Week 3 - Car Detection Anchor Boxes

anchors.txt is displayed below :


What do these numbers actually mean?

There are 5 anchor boxes, each with two dimensions. The first is the width and the second is the height. The dimensions are scaled in units of the grid cell size. Note that the whole point of anchor boxes is that they are “floating” and are used to find actual bounding boxes that have the same aspect ratio but which will have fixed coordinates relative to the grid cell that contains the centroid of the object in question.

In other words, the purpose of anchor boxes is to make it easier to find plausible bounding boxes for objects in the scene. The notebook and the lectures don’t really say enough about them, but they are learned a priori through a separate training process. There are some really epic threads on the forums about this and other YOLO related subjects, here’s one specific to the anchor boxes question as a place to start.

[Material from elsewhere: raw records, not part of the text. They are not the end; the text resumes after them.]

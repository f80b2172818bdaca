use crate::error::{CoreError, Result};
use serde::{Deserialize, Serialize};
use std::collections::{BTreeMap, HashMap};

pub type DocId = String;

/// Frequency of one term in one document, plus that document's length.
#[derive(Debug, Clone, Copy, PartialEq, Eq, Serialize, Deserialize)]
pub struct Posting {
    pub term_frequency: u32,
    pub document_length: u32,
}

/// Every posting recorded for a single term, keyed by document id.
#[derive(Debug, Clone, Default, PartialEq, Serialize, Deserialize)]
pub struct TermPostingList {
    postings: BTreeMap<DocId, Posting>,
}

impl TermPostingList {
    pub fn new() -> Self { Self::default() }

    /// Insert or overwrite the posting for `document_id`. Last write wins.
    pub fn add_document_info(&mut self, document_id: &str, term_frequency: u32, document_length: u32) {
        let posting = Posting { term_frequency, document_length };
        match self.postings.get_mut(document_id) {
            Some(existing) => *existing = posting,
            None => {
                self.postings.insert(document_id.to_owned(), posting);
            }
        }
    }

    /// `None` when the document does not contain this term.
    pub fn get_document_info(&self, document_id: &str) -> Option<&Posting> {
        self.postings.get(document_id)
    }

    pub fn document_frequency(&self) -> usize { self.postings.len() }

    /// Ids of the documents containing the term, ascending.
    pub fn documents(&self) -> impl Iterator<Item = &str> + '_ {
        self.postings.keys().map(String::as_str)
    }

    /// Total occurrences of the term across the corpus.
    pub fn corpus_term_frequency(&self) -> u64 {
        self.postings.values().map(|p| p.term_frequency as u64).sum()
    }
}

/// In-memory inverted index over tokenized documents.
///
/// Derived statistics are kept current on every mutation: `corpus_size` is a
/// running total and document frequencies are read straight from the posting
/// maps, so a read after ingestion never sees an old value.
#[derive(Debug, Clone, Default, PartialEq, Serialize, Deserialize)]
pub struct CorpusIndex {
    terms: HashMap<String, TermPostingList>,
    number_of_documents: u32,
    document_lengths: Vec<u32>,
    corpus_size: u64,
}

impl CorpusIndex {
    pub fn new() -> Self { Self::default() }

    pub fn number_of_documents(&self) -> u32 { self.number_of_documents }

    pub fn number_of_terms(&self) -> usize { self.terms.len() }

    pub fn is_empty(&self) -> bool { self.number_of_documents == 0 }

    /// Lengths in ingestion order.
    pub fn document_lengths(&self) -> &[u32] { &self.document_lengths }

    /// Sum of all document lengths.
    pub fn corpus_size(&self) -> Result<u64> {
        if self.is_empty() {
            return Err(CoreError::EmptyCorpus);
        }
        Ok(self.corpus_size)
    }

    pub fn average_document_length(&self) -> Result<f64> {
        let size = self.corpus_size()?;
        Ok(size as f64 / self.number_of_documents as f64)
    }

    pub fn term(&self, term: &str) -> Option<&TermPostingList> { self.terms.get(term) }

    /// 0 for terms never seen.
    pub fn document_frequency(&self, term: &str) -> usize {
        self.terms.get(term).map_or(0, TermPostingList::document_frequency)
    }

    pub fn terms(&self) -> impl Iterator<Item = (&str, &TermPostingList)> + '_ {
        self.terms.iter().map(|(t, list)| (t.as_str(), list))
    }

    pub fn stats(&self) -> IndexStats {
        IndexStats {
            number_of_documents: self.number_of_documents,
            number_of_terms: self.terms.len(),
            corpus_size: self.corpus_size,
            average_document_length: self.average_document_length().ok(),
        }
    }

    pub(crate) fn record_document_length(&mut self, document_length: u32) {
        self.number_of_documents += 1;
        self.document_lengths.push(document_length);
        self.corpus_size += document_length as u64;
    }

    /// Fetch or lazily create the posting list for `term`.
    pub(crate) fn term_mut(&mut self, term: &str) -> &mut TermPostingList {
        self.terms.entry(term.to_owned()).or_default()
    }
}

/// Corpus-level numbers reported by the CLI and the HTTP service.
#[derive(Debug, Clone, PartialEq, Serialize, Deserialize)]
pub struct IndexStats {
    pub number_of_documents: u32,
    pub number_of_terms: usize,
    pub corpus_size: u64,
    /// Absent while the corpus is empty.
    pub average_document_length: Option<f64>,
}

#[cfg(test)]
mod tests {
    use super::*;

    #[test]
    fn posting_list_last_write_wins() {
        let mut list = TermPostingList::new();
        list.add_document_info("a", 1, 10);
        list.add_document_info("b", 2, 5);
        list.add_document_info("a", 3, 12);
        assert_eq!(list.document_frequency(), 2);
        assert_eq!(list.get_document_info("a"), Some(&Posting { term_frequency: 3, document_length: 12 }));
        assert_eq!(list.corpus_term_frequency(), 5);
        assert!(list.get_document_info("missing").is_none());
    }

    #[test]
    fn document_frequency_tracks_inserts_after_read() {
        let mut list = TermPostingList::new();
        list.add_document_info("a", 1, 1);
        assert_eq!(list.document_frequency(), 1);
        list.add_document_info("b", 1, 1);
        assert_eq!(list.document_frequency(), 2);
        assert_eq!(list.documents().collect::<Vec<_>>(), vec!["a", "b"]);
    }

    #[test]
    fn empty_index_has_no_average() {
        let index = CorpusIndex::new();
        assert_eq!(index.corpus_size(), Err(CoreError::EmptyCorpus));
        assert_eq!(index.average_document_length(), Err(CoreError::EmptyCorpus));
        assert_eq!(index.stats().average_document_length, None);
    }

    #[test]
    fn recorded_lengths_feed_the_aggregates() {
        let mut index = CorpusIndex::new();
        index.record_document_length(3);
        assert_eq!(index.average_document_length(), Ok(3.0));
        index.record_document_length(5);
        assert_eq!(index.number_of_documents(), 2);
        assert_eq!(index.document_lengths(), &[3, 5]);
        assert_eq!(index.corpus_size(), Ok(8));
        assert_eq!(index.average_document_length(), Ok(4.0));
    }
}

Hope this helps. If you want to dig deeper on this subject, you can also try reading the paper on YOLO2 (aka YOLO9000). Note that the anchor boxes were added in YOLO2 and were not part of the original YOLO paper.

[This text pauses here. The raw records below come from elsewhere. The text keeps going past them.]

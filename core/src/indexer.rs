use crate::error::{CoreError, Result};
use crate::index::CorpusIndex;
use std::collections::HashMap;

/// Reject input that must never reach the index.
pub fn validate_document<S: AsRef<str>>(document_id: &str, tokens: &[S]) -> Result<()> {
    if document_id.trim().is_empty() {
        return Err(CoreError::InvalidDocument("document id must not be blank".into()));
    }
    if u32::try_from(tokens.len()).is_err() {
        return Err(CoreError::InvalidDocument(format!("document {document_id} has too many tokens")));
    }
    Ok(())
}

/// Ingest one tokenized document.
///
/// Tokens are counted as given: case-sensitive, no further normalization.
/// Re-ingesting an id counts as another document and overwrites that id's
/// postings only for the terms it now contains.
pub fn process_document<S: AsRef<str>>(index: &mut CorpusIndex, document_id: &str, tokens: &[S]) -> Result<()> {
    validate_document(document_id, tokens)?;
    let document_length = tokens.len() as u32;

    let mut tf_counts: HashMap<&str, u32> = HashMap::new();
    for token in tokens {
        *tf_counts.entry(token.as_ref()).or_insert(0) += 1;
    }

    index.record_document_length(document_length);
    for (term, tf) in tf_counts {
        index.term_mut(term).add_document_info(document_id, tf, document_length);
    }
    tracing::debug!(document_id, document_length, "indexed document");
    Ok(())
}

/// Ingest a batch. Every document is validated before any is applied, so a
/// rejected batch leaves the index as it was.
pub fn process_batch<I, S>(index: &mut CorpusIndex, documents: &[(I, Vec<S>)]) -> Result<()>
where
    I: AsRef<str>,
    S: AsRef<str>,
{
    for (id, tokens) in documents {
        validate_document(id.as_ref(), tokens)?;
    }
    for (id, tokens) in documents {
        process_document(index, id.as_ref(), tokens)?;
    }
    tracing::info!(batch = documents.len(), num_docs = index.number_of_documents(), "ingested batch");
    Ok(())
}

So YOLO1 didn’t allow multiple object detection in a single grid cell but the introduction of anchor boxes in Yolo2 lead to the algo gaining the ability to detect multiple objects in a single grid cell?

So these 5 anchor boxes were obtained after training? But Aren’t anchor boxes hyperparameters? If you have any other resource where anchor box has been explained properly then please mention

The anchor boxes are input to the training here, so I guess you could consider them as hyperparameters. But as I mentioned in my previous reply, they were learned by an earlier separate “unsupervised” training by doing K-means clustering on the shapes of the actual bounding boxes in the training set. You can find out more about this by reading the thread that I linked above.

I am not that familiar with YOLO1, but I don’t think what you said is correct. The whole point of YOLO is to be able to identify multiple objects in a scene. I think the addition of anchor boxes in YOLO2 is just a way to enable the algorithm to do a better job.

This is correct. Here is an exact quote from the original YOLO paper. “ YOLO predicts multiple bounding boxes per grid cell.”
Not much room for interpretation there, though I might argue that additional components of the ‘whole point’ were A) detect those multiple objects with reasonably high accuracy and B) do it wicked fast.

Here are the other salient points from that paper regarding number of predictions per forward pass:

  1. Our system divides the input image into an S × S grid.

  2. Each grid cell predicts B bounding boxes and confidence
    scores for those boxes.

  3. Each bounding box consists of 5 predictions: x, y, w, h, and confidence.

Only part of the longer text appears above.